土壤浸提液中硝酸盐氮氧同位素组成的反硝化细菌法测定

本研究优化了采用反硝化细菌法同时测定土壤浸提液中硝酸盐氮氧同位素组成的方法。在已有研究结果的基础上,通过采用5000~8000 r·min-1的转速离心、高纯氮气吹扫1 h、减少加样量及改造仪器自动进样器等措施对已发表方法进行了优化。对国际标准样品USGS34的分析表明,0.1~0.8μg NO-3-N样品量即可以得到较稳定、准确的测定值和校正值;同一时间内制备的硝酸盐δ15N的SD介于0.05‰~0.09‰之间,δ18O的SD介于0.28‰~0.48‰之间;在三个月之内δ15N和δ18O的测定值基本一致,表明该方法具有较好的准确度、精密度和稳定性。通过研究浸提剂、保存条件以及加热对测定土壤浸提液中硝酸盐氮氧同位素组成的影响,结果表明:常用的去离子水、KCl、Ca Cl2可能都含有微量的硝酸盐,随着加样量增大,浸提剂中含有的硝酸盐可能就会影响δ15N和δ18O的测定;对于土壤硝酸盐的浸提液,冷冻保存效果较好,保证了土壤硝酸盐氮氧同位素的准确性和稳定性;尽管加热对硝酸盐标准样品USGS34和IAEA-NO3的δ15N没有显著影响,但δ18O显著升高,说明加热易引起氧同位素分馏;而土壤硝酸盐浸提液样品加热前后的δ15N和δ18O的测定值没有显著变化,因此为避免产生氧同位素分馏和节省测试时间,建议同时测定土壤浸提液硝酸盐δ15N和δ18O时直接和反硝化细菌反应。应用本方法对不同肥料处理田间土壤浸提液硝酸盐的氮氧同位素组成进行了测定。

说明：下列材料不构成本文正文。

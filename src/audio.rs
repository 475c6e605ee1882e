//! Audio output routing collaborator.
//!
//! Routing has no effect on negotiation; the orchestrator only forwards the
//! request and mirrors the resulting route as a flag.

use async_trait::async_trait;

#[derive(Debug, Clone, Copy, PartialEq, Eq, Default)]
pub enum AudioRoute {
    #[default]
    Earpiece,
    Speaker,
}

impl AudioRoute {
    pub fn is_speaker(&self) -> bool {
        matches!(self, AudioRoute::Speaker)
    }

    pub fn toggled(self) -> Self {
        match self {
            AudioRoute::Earpiece => AudioRoute::Speaker,
            AudioRoute::Speaker => AudioRoute::Earpiece,
        }
    }
}

#[async_trait]
pub trait AudioRouter: Send + Sync {
    async fn set_route(&self, route: AudioRoute) -> Result<(), anyhow::Error>;
}

/// Router for hosts without switchable outputs; accepts every route.
#[derive(Debug, Default, Clone, Copy)]
pub struct NoopAudioRouter;

#[async_trait]
impl AudioRouter for NoopAudioRouter {
    async fn set_route(&self, route: AudioRoute) -> Result<(), anyhow::Error> {
        log::debug!("Audio route set to {route:?} (no-op router)");
        Ok(())
    }
}


#[cfg(test)]
mod tests {
    use super::*;

    #[test]
    fn test_toggle_alternates_routes() {
        let route = AudioRoute::default();
        assert!(!route.is_speaker());
        assert!(route.toggled().is_speaker());
        assert_eq!(route.toggled().toggled(), AudioRoute::Earpiece);
    }
}
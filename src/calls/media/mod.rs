//! Peer-session adapters backed by real media engines.

mod webrtc;

pub use self::webrtc::{WebRtcPeerSession, WebRtcPeerSessionFactory};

Determination of 15N and 18O isotope abundance in the extractable soil nitrate by the denitrifier method

A method has been established for determing simultaneously 15N and 18O isotope abundance in the extractable soil nitrate using denitrifier bacteria. The method was optimized by using 5000~8000 r·min-1 centrifugal rotational speed, purging 1 h with high pure N2, re-ducing the amounts of samples and improving the autosampler based on the preliminary findings. Analysis of international standard of US-GS34 showed that the method presented better accuracy, precision, and stability. The standard deviations(SD)of δ15N and δ18O were 0.05‰~0.09‰ and 0.28‰~0.48‰ respectively in the same sample at the same time within 3 months. Additionally, the effects of some factors such as the extracting agents, storage condition and heating on δ15N and δ18O of soil nitrate were analyzed. The results showed that the ex-tracted solution such as KCl or CaCl2 had no effect on the determination of δ15N and δ18O if sampling amount was small. Nevertheless, the significant difference would be found under bigger sampling amount with impure extracting agents. Moreover, the results also indicated that the cryopreservation method was better than the cold preservation for the δ15N and δ18O in the soil nitrate. Analysis of δ15N and δ18O should be finished as soon as possible; on the other hand, the soil extracted solution should be cryopreserved. No significant effect of the heat treat-ment was observed for δ15N values of USGS34 and IAEA-NO3. However, the raw δ18O values showed that there were significant differences in heating, and this caused oxygen isotopic fractionation. But no significant differences were observed for δ15N and δ18O in the extracted soil nitrate samples. Therefore, we suggested that the soil nitrate extracts can directly react with denitrifier in order to avoid the oxygen isotopic fractionation and save the test time. Based on these, 15N and 18O isotope abundance in the extractable soil nitrate under the different fertilizer fields were investigated by using this method.